■ Assignment
Return every line from the one with "Ok(serde_json::from_value(value)?)" through the one with "let new = parse_sections(py, new_sections)?;", inclusive, exactly as it appears below.

◆ ◆ ◆ ◆

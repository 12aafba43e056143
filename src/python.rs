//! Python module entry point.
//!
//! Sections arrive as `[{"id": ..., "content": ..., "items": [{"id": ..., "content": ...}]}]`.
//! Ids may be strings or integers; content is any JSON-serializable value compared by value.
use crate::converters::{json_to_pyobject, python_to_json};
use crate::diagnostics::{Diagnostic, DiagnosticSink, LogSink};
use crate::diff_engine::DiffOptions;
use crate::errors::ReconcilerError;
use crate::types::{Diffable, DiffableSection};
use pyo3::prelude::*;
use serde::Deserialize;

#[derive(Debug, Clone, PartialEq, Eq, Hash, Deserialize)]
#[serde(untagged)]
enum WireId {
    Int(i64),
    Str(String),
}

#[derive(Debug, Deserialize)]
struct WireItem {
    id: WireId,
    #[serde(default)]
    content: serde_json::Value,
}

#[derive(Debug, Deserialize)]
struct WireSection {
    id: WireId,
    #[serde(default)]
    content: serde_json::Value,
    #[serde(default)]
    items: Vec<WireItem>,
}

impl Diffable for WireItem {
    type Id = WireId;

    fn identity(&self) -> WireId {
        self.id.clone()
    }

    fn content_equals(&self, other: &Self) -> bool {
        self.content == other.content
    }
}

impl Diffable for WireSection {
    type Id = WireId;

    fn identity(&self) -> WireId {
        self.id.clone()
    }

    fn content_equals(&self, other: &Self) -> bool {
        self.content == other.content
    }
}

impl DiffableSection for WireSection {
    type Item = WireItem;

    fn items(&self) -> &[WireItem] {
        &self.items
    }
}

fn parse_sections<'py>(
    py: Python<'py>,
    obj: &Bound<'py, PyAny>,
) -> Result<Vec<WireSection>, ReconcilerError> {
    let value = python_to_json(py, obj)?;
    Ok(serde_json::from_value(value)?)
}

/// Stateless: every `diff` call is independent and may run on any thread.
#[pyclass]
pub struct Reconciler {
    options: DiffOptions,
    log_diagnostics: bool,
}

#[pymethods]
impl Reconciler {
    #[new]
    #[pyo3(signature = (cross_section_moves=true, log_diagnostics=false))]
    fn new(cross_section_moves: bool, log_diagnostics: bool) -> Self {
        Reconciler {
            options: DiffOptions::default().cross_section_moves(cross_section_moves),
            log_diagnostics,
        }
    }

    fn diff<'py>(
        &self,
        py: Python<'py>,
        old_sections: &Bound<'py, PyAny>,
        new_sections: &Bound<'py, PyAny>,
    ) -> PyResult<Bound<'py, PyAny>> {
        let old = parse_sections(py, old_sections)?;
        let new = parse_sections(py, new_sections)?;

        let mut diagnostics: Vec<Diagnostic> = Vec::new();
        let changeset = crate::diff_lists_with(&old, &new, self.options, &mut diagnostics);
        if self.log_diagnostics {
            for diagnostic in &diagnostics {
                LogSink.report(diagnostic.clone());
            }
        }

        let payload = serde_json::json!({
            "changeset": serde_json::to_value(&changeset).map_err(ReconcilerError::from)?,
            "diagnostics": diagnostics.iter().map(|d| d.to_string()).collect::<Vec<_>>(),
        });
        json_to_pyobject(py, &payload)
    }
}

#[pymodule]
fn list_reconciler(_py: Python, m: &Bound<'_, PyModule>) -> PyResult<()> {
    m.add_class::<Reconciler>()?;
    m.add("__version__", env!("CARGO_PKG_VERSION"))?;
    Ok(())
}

◆ ◆ ◆ ◆

■ Answer to this task
    Ok(serde_json::from_value(value)?)
}

/// Stateless: every `diff` call is independent and may run on any thread.
#[pyclass]
pub struct Reconciler {
    options: DiffOptions,
    log_diagnostics: bool,
}

#[pymethods]
impl Reconciler {
    #[new]
    #[pyo3(signature = (cross_section_moves=true, log_diagnostics=false))]
    fn new(cross_section_moves: bool, log_diagnostics: bool) -> Self {
        Reconciler {
            options: DiffOptions::default().cross_section_moves(cross_section_moves),
            log_diagnostics,
        }
    }

    fn diff<'py>(
        &self,
        py: Python<'py>,
        old_sections: &Bound<'py, PyAny>,
        new_sections: &Bound<'py, PyAny>,
    ) -> PyResult<Bound<'py, PyAny>> {
        let old = parse_sections(py, old_sections)?;
        let new = parse_sections(py, new_sections)?;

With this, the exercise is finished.